Which lines of the entries contain the string "TracingSink"? Please find them and copy them.

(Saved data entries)
-- Opening Marker --

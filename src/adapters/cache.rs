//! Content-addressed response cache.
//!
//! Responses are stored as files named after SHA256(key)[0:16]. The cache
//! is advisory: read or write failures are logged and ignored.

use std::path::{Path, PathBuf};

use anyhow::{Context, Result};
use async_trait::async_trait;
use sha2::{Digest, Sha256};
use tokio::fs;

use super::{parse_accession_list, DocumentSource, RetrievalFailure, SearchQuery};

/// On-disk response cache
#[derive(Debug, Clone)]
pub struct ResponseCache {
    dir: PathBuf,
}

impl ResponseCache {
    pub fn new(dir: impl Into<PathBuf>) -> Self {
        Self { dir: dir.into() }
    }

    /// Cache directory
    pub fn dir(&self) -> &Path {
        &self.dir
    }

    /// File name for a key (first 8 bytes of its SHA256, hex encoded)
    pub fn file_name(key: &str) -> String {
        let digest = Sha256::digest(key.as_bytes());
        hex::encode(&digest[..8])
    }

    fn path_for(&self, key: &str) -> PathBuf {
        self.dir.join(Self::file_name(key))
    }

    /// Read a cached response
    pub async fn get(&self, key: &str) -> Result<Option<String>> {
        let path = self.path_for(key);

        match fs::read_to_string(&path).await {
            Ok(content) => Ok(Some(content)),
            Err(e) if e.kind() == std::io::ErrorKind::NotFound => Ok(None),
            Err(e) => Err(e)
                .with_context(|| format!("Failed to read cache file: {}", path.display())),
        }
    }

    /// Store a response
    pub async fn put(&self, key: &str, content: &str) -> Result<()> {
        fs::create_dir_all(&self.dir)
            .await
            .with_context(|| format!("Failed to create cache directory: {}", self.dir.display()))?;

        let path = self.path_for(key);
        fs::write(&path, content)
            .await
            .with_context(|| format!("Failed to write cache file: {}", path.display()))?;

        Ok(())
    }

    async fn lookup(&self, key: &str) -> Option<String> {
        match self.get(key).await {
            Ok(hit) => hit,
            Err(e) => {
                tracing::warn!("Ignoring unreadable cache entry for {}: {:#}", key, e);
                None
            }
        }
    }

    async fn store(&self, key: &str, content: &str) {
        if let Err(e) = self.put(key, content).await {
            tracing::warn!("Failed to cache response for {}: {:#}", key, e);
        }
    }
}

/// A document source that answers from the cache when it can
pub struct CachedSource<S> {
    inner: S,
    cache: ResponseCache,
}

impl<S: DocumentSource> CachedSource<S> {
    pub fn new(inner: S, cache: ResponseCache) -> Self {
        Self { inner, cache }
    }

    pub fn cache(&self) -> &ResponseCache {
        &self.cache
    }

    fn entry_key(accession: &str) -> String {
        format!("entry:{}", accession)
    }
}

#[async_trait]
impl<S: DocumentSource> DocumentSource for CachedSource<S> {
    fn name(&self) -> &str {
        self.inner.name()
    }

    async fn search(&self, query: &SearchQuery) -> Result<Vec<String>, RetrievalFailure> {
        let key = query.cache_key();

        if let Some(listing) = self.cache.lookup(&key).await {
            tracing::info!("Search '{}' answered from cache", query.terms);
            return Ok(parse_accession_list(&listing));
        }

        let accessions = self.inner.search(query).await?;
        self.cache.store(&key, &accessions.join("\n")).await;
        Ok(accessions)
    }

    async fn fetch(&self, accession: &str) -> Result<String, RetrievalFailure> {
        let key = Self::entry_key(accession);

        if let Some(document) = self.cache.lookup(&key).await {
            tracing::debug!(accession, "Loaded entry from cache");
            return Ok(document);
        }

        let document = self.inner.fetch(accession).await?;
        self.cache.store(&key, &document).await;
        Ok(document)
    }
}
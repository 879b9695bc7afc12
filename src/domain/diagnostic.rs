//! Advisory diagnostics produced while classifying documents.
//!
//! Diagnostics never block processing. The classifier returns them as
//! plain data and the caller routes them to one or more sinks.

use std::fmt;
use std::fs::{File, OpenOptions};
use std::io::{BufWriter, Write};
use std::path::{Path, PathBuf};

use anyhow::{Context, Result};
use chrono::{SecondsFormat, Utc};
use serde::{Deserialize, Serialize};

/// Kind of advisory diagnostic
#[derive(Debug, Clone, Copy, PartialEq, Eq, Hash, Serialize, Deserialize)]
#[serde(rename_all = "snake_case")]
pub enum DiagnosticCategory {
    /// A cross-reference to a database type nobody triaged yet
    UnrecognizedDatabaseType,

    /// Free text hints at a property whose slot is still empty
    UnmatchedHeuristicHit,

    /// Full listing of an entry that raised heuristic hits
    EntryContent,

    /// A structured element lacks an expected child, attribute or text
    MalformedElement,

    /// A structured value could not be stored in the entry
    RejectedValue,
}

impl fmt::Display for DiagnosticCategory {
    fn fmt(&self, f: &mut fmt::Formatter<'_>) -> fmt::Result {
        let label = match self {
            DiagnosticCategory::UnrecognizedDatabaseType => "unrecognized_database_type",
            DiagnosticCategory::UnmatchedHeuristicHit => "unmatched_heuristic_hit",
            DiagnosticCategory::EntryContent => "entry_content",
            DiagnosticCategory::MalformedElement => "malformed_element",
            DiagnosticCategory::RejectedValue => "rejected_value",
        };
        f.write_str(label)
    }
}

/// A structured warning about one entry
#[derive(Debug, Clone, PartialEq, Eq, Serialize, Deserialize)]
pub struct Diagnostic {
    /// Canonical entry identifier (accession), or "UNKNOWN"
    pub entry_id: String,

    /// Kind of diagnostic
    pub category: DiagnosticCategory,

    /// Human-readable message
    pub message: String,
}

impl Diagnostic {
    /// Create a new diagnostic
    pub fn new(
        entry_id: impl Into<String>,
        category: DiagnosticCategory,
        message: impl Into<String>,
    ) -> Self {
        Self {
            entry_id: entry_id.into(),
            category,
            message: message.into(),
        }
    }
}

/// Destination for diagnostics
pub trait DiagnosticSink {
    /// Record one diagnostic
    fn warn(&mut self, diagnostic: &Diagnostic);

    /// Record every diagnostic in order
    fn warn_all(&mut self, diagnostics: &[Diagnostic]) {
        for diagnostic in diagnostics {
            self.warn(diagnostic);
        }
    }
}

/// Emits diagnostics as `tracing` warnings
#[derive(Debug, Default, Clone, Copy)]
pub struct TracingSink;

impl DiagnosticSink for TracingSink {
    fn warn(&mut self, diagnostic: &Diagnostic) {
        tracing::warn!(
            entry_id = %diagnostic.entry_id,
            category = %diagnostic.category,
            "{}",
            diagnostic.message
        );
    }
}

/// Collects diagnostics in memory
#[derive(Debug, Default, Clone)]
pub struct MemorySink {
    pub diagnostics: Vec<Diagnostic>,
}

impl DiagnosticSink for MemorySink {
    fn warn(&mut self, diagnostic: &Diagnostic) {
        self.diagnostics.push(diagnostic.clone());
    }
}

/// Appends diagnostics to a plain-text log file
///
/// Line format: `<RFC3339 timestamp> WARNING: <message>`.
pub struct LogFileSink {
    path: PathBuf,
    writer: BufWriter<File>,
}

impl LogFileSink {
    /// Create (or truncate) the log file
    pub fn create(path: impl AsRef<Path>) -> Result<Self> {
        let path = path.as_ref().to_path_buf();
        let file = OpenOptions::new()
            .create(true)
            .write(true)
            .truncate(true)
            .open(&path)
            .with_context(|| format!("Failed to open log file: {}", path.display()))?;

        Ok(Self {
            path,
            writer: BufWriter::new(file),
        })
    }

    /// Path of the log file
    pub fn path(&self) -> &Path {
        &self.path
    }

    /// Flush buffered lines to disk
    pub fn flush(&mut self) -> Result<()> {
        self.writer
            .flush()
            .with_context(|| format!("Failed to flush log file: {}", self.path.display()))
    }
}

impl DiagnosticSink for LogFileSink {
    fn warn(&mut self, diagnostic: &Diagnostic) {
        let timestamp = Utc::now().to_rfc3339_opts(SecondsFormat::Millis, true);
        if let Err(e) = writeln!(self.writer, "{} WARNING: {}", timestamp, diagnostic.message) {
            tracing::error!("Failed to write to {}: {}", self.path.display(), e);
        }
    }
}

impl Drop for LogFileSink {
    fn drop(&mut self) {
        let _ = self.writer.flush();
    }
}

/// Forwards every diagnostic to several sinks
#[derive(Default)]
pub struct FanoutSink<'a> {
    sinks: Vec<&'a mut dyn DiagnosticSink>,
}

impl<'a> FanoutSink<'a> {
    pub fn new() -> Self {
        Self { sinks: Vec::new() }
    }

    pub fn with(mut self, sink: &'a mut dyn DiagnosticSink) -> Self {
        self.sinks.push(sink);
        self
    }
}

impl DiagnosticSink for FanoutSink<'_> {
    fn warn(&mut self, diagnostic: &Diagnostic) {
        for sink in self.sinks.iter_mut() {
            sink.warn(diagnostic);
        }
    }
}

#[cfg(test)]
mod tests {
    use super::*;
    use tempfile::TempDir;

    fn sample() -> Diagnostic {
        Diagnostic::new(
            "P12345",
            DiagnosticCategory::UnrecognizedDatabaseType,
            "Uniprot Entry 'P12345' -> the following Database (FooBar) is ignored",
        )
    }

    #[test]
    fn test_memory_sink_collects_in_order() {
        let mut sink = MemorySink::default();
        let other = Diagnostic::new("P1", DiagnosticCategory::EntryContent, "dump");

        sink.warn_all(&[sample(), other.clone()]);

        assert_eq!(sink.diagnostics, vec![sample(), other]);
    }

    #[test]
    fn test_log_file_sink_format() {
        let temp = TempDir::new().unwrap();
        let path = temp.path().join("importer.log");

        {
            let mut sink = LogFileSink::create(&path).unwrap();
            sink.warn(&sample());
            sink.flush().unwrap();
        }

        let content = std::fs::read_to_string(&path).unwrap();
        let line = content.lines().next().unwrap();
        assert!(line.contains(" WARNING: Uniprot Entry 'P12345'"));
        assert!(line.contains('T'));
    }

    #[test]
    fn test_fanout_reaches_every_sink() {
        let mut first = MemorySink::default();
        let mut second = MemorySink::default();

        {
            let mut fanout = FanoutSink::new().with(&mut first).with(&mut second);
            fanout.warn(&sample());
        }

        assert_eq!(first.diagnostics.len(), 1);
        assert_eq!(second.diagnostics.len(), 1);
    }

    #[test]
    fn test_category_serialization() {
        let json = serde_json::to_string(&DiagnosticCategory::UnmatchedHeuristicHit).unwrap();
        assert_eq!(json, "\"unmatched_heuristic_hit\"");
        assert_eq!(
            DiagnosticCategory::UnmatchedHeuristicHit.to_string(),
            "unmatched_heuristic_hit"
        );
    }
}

-- Closing Marker --

- Your solution
pub struct TracingSink;
impl DiagnosticSink for TracingSink {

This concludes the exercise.